How did Memorial Day develop?
Memorial Day is a US holiday honoring those who served the country in its armed conflicts. Its origins are in the years after the Civil War, but for decades it was not a US holiday. Its meaning has also shifted and has become the unofficial start to summer in the United States.
Origins of Memorial Day
In the first few years after the Civil War in the 1860s, the sheer number of dead during the conflict was still a difficult experience for many American families. The war had led to many people taking the team, during spring as flowers blossomed, to lay small floral commemorations on their fallen loved ones. The practice of laying flowers on graves had originated is a very ancient tradition and, by May, all across the United States flowers were ever present. This began to make May an type of unofficial commemoration of the dead in times of war, particularly the Civil War. Most likely, not one single community started the practice of celebrating their loved ones in the spring, but it was likely widespread.
A key turning point in making the end of May, and eventually the last Monday of May, the official holiday was General James Garfield, a prominent Civil War general and later US president who was assassinated in office, to declare May 30th as a day to decorate the graves of loved ones with flowers. He did this in 1868, by which time many had already been decorating graves of fallen loved ones during the month of May. General Garfield made the first semi-official speech in 1868 on May 30th at Arlington Cemetery. There, over 5000 people came and who were relatives for both sides of the conflict.

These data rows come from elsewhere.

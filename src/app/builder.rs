//! Slate building: the join of schedule, odds, and rosters.
//!
//! [`GameRecordBuilder`] owns the two source seams and the name resolver,
//! all injected at construction. Every build is stateless: fetch the
//! schedule and the odds concurrently, resolve the odds-side team names
//! onto the schedule's canonical refs, aggregate each matched game's quotes,
//! and emit one [`GameRecord`] per scheduled game.
//!
//! Failure containment follows the value of each source: a dead stats
//! source means there is no slate to build and the error is fatal; a dead
//! odds source degrades every game to `missing_odds` and the slate still
//! ships.

use std::collections::{BTreeMap, HashMap, HashSet};
use std::future::Future;
use std::sync::Arc;

use chrono::NaiveDate;
use tracing::{debug, info, warn};

use crate::domain::{
    best_markets, normalize, FeedStatus, GameRecord, League, NameResolver, OddsQuote, OrphanEvent,
    PlayerId, PlayerRef, QuoteSide, Resolution, Slate, TeamId, Unresolved,
};
use crate::error::{Error, Result, SourceError};
use crate::source::{GameOdds, GameStub, OddsSource, RawSide, StatsSource};

/// Parameters for one slate build.
#[derive(Debug, Clone)]
pub struct SlateRequest {
    pub league: League,
    pub date: NaiveDate,
    /// Optional team filter: canonical name or abbreviation.
    pub team: Option<String>,
}

/// Builds normalized per-game records from injected sources.
pub struct GameRecordBuilder {
    stats: Arc<dyn StatsSource>,
    odds: Arc<dyn OddsSource>,
    resolver: NameResolver,
}

impl GameRecordBuilder {
    /// Create a builder over the given sources and resolver.
    pub fn new(
        stats: Arc<dyn StatsSource>,
        odds: Arc<dyn OddsSource>,
        resolver: NameResolver,
    ) -> Self {
        Self {
            stats,
            odds,
            resolver,
        }
    }

    /// Build the slate for one league and date.
    ///
    /// # Errors
    ///
    /// Fails only when the stats source cannot deliver a schedule; odds
    /// failures degrade into `missing_odds` records instead.
    pub async fn build(&self, request: &SlateRequest) -> Result<Slate> {
        let league = request.league;
        let date = request.date;

        let (schedule, odds_events) = tokio::join!(
            fetch_with_retry(|| self.stats.fetch_schedule(league, date)),
            fetch_with_retry(|| self.odds.fetch_odds(league, date)),
        );

        let mut schedule = schedule.map_err(Error::Stats)?;
        let (odds_events, odds_feed) = match odds_events {
            Ok(events) => (events, FeedStatus::Healthy),
            Err(e) => {
                warn!(error = %e, "odds feed unavailable, building slate without lines");
                (
                    Vec::new(),
                    FeedStatus::Unavailable {
                        reason: e.to_string(),
                    },
                )
            }
        };

        schedule.sort_by(|a, b| {
            a.start_time
                .cmp(&b.start_time)
                .then_with(|| a.game_id.cmp(&b.game_id))
        });

        let filtered = request.team.is_some();
        if let Some(filter) = &request.team {
            schedule.retain(|stub| team_matches(stub, filter));
        }

        let teams: Vec<_> = schedule
            .iter()
            .flat_map(|stub| [stub.home.clone(), stub.away.clone()])
            .collect();

        // Tie each odds event to a scheduled game by its resolved home/away
        // pair. Events that resolve to no pair stay visible as orphans.
        let mut by_pair: HashMap<(TeamId, TeamId), GameOdds> = HashMap::new();
        let mut orphan_events = Vec::new();
        for event in odds_events {
            let home = self.resolver.resolve(league, &event.home_name, &teams);
            let away = self.resolver.resolve(league, &event.away_name, &teams);
            match (home, away) {
                (Resolution::Match(home), Resolution::Match(away)) => {
                    let key = (home.team_id().clone(), away.team_id().clone());
                    by_pair.insert(key, event);
                }
                (home, away) => {
                    if filtered {
                        // The filter shrank the candidate set on purpose;
                        // out-of-scope events are expected, not gaps.
                        continue;
                    }
                    let mut unresolved = Vec::new();
                    if let Resolution::Unresolved(u) = home {
                        unresolved.push(u);
                    }
                    if let Resolution::Unresolved(u) = away {
                        unresolved.push(u);
                    }
                    warn!(
                        home = %event.home_name,
                        away = %event.away_name,
                        "odds event teams did not resolve to a scheduled game"
                    );
                    orphan_events.push(OrphanEvent {
                        home_name: event.home_name,
                        away_name: event.away_name,
                        unresolved,
                    });
                }
            }
        }

        let mut games = Vec::with_capacity(schedule.len());
        for stub in schedule {
            let key = (stub.home.team_id().clone(), stub.away.team_id().clone());
            let event = by_pair.remove(&key);
            games.push(self.build_game(league, stub, event).await);
        }

        // Events whose teams resolved but paired with no scheduled game.
        if !filtered {
            for (_, event) in by_pair {
                orphan_events.push(OrphanEvent {
                    home_name: event.home_name,
                    away_name: event.away_name,
                    unresolved: Vec::new(),
                });
            }
        }
        orphan_events.sort_by(|a, b| {
            (&a.home_name, &a.away_name).cmp(&(&b.home_name, &b.away_name))
        });

        info!(
            league = %league,
            date = %date,
            games = games.len(),
            partial = games.iter().filter(|g| g.partial).count(),
            missing_odds = games.iter().filter(|g| g.missing_odds).count(),
            orphan_events = orphan_events.len(),
            "slate built"
        );

        Ok(Slate {
            league,
            date,
            odds_feed,
            games,
            orphan_events,
        })
    }

    /// Join one game: resolve quote sides, aggregate, attach recent form.
    ///
    /// Never fails; everything that goes wrong inside one game is contained
    /// in that game's flags.
    async fn build_game(
        &self,
        league: League,
        stub: GameStub,
        event: Option<GameOdds>,
    ) -> GameRecord {
        let missing_odds = event.is_none();
        let mut unresolved: Vec<Unresolved> = Vec::new();
        let mut seen_unresolved: HashSet<String> = HashSet::new();
        let mut roster_failed = false;
        let mut markets = Vec::new();
        let mut player_props = Vec::new();

        if let Some(event) = event {
            let pair = [stub.home.clone(), stub.away.clone()];
            let mut game_quotes: Vec<OddsQuote> = Vec::new();
            let mut prop_quotes = Vec::new();

            for quote in event.quotes {
                match quote.side {
                    RawSide::Team { ref name } => {
                        match self.resolver.resolve(league, name, &pair) {
                            Resolution::Match(team) => {
                                let side = if team.team_id() == stub.home.team_id() {
                                    QuoteSide::Home
                                } else {
                                    QuoteSide::Away
                                };
                                game_quotes.push(OddsQuote {
                                    book: quote.book,
                                    market: quote.market,
                                    side,
                                    line: quote.line,
                                    price: quote.price,
                                });
                            }
                            Resolution::Unresolved(u) => {
                                if seen_unresolved.insert(u.input.clone()) {
                                    unresolved.push(u);
                                }
                            }
                        }
                    }
                    RawSide::Over => game_quotes.push(OddsQuote {
                        book: quote.book,
                        market: quote.market,
                        side: QuoteSide::Over,
                        line: quote.line,
                        price: quote.price,
                    }),
                    RawSide::Under => game_quotes.push(OddsQuote {
                        book: quote.book,
                        market: quote.market,
                        side: QuoteSide::Under,
                        line: quote.line,
                        price: quote.price,
                    }),
                    RawSide::PlayerOver { player } => {
                        prop_quotes.push((player, QuoteSide::Over, quote.book, quote.market, quote.line, quote.price));
                    }
                    RawSide::PlayerUnder { player } => {
                        prop_quotes.push((player, QuoteSide::Under, quote.book, quote.market, quote.line, quote.price));
                    }
                }
            }

            if !prop_quotes.is_empty() {
                match self.fetch_rosters(league, &stub).await {
                    Ok(roster) => {
                        let mut per_player: BTreeMap<PlayerId, (PlayerRef, Vec<OddsQuote>)> =
                            BTreeMap::new();
                        for (player, side, book, market, line, price) in prop_quotes {
                            // Candidate set is the union of both rosters of
                            // this game only; a name outside it is a gap,
                            // never a guess against the wrong player.
                            match self.resolver.resolve(league, &player, &roster) {
                                Resolution::Match(player_ref) => {
                                    per_player
                                        .entry(player_ref.player_id().clone())
                                        .or_insert_with(|| (player_ref.clone(), Vec::new()))
                                        .1
                                        .push(OddsQuote {
                                            book,
                                            market,
                                            side,
                                            line,
                                            price,
                                        });
                                }
                                Resolution::Unresolved(u) => {
                                    if seen_unresolved.insert(u.input.clone()) {
                                        unresolved.push(u);
                                    }
                                }
                            }
                        }

                        player_props = per_player
                            .into_values()
                            .map(|(player, quotes)| crate::domain::PlayerProps {
                                markets: best_markets(&quotes),
                                player,
                            })
                            .collect::<Vec<_>>();
                        player_props.sort_by(|a, b| {
                            a.player
                                .display_name()
                                .cmp(b.player.display_name())
                                .then_with(|| a.player.player_id().cmp(b.player.player_id()))
                        });
                    }
                    Err(e) => {
                        warn!(
                            game = %stub.game_id,
                            error = %e,
                            "roster fetch failed, props excluded"
                        );
                        roster_failed = true;
                    }
                }
            }

            markets = best_markets(&game_quotes);
        }

        let mut recent_form = BTreeMap::new();
        for team in [&stub.home, &stub.away] {
            match fetch_with_retry(|| self.stats.fetch_recent_form(league, team)).await {
                Ok(form) => {
                    recent_form.insert(team.team_id().clone(), form);
                }
                // The record is still useful without form; absence is not
                // an error state.
                Err(e) => {
                    warn!(team = %team.abbreviation(), error = %e, "recent form unavailable")
                }
            }
        }

        let partial = !unresolved.is_empty() || roster_failed;
        if partial {
            debug!(game = %stub.game_id, gaps = unresolved.len(), "record is partial");
        }

        GameRecord {
            game_id: stub.game_id,
            league,
            home: stub.home,
            away: stub.away,
            start_time: stub.start_time,
            markets,
            player_props,
            recent_form,
            unresolved,
            missing_odds,
            partial,
        }
    }

    async fn fetch_rosters(
        &self,
        league: League,
        stub: &GameStub,
    ) -> std::result::Result<Vec<PlayerRef>, SourceError> {
        let (home, away) = tokio::join!(
            self.stats.fetch_roster(league, &stub.home),
            self.stats.fetch_roster(league, &stub.away),
        );
        let mut roster = home?;
        roster.extend(away?);
        Ok(roster)
    }
}

/// Run a source call, retrying once immediately on a transient transport
/// error. Anything else surfaces as-is.
async fn fetch_with_retry<T, F, Fut>(mut op: F) -> std::result::Result<T, SourceError>
where
    F: FnMut() -> Fut,
    Fut: Future<Output = std::result::Result<T, SourceError>>,
{
    match op().await {
        Err(e) if e.is_transient() => {
            debug!(error = %e, "transient source error, retrying once");
            op().await
        }
        other => other,
    }
}

fn team_matches(stub: &GameStub, filter: &str) -> bool {
    let needle = normalize(filter);
    [&stub.home, &stub.away].iter().any(|team| {
        normalize(team.canonical_name()) == needle || normalize(team.abbreviation()) == needle
    })
}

While already the early celebrations of what initially became called Decoration Day were celebrated by many Northern states, the tradition did not catch on as prominently in the South. In fact, Southern states often had similar celebrations but they held them on different days. In the North, individual states adopted May 30th as official state holidays, but at a federal level it was not recognized. Perhaps this was due to lingering bitterness between the North and South, where states in the South preferred to have their own Decoration day.The bitter years of Reconstruction and white bitterness towards freed slaves did not help, and animosity such as derision of so-called Carpetbaggers from the North moving to the South reflected the years after the Civil War, reflected a socially divided country. Decoration day, nevertheless, developed as a specific holiday devoted to the lost in the Civil War rather than other conflicts, as that war was by far the bloodiest in the United States' history at that point.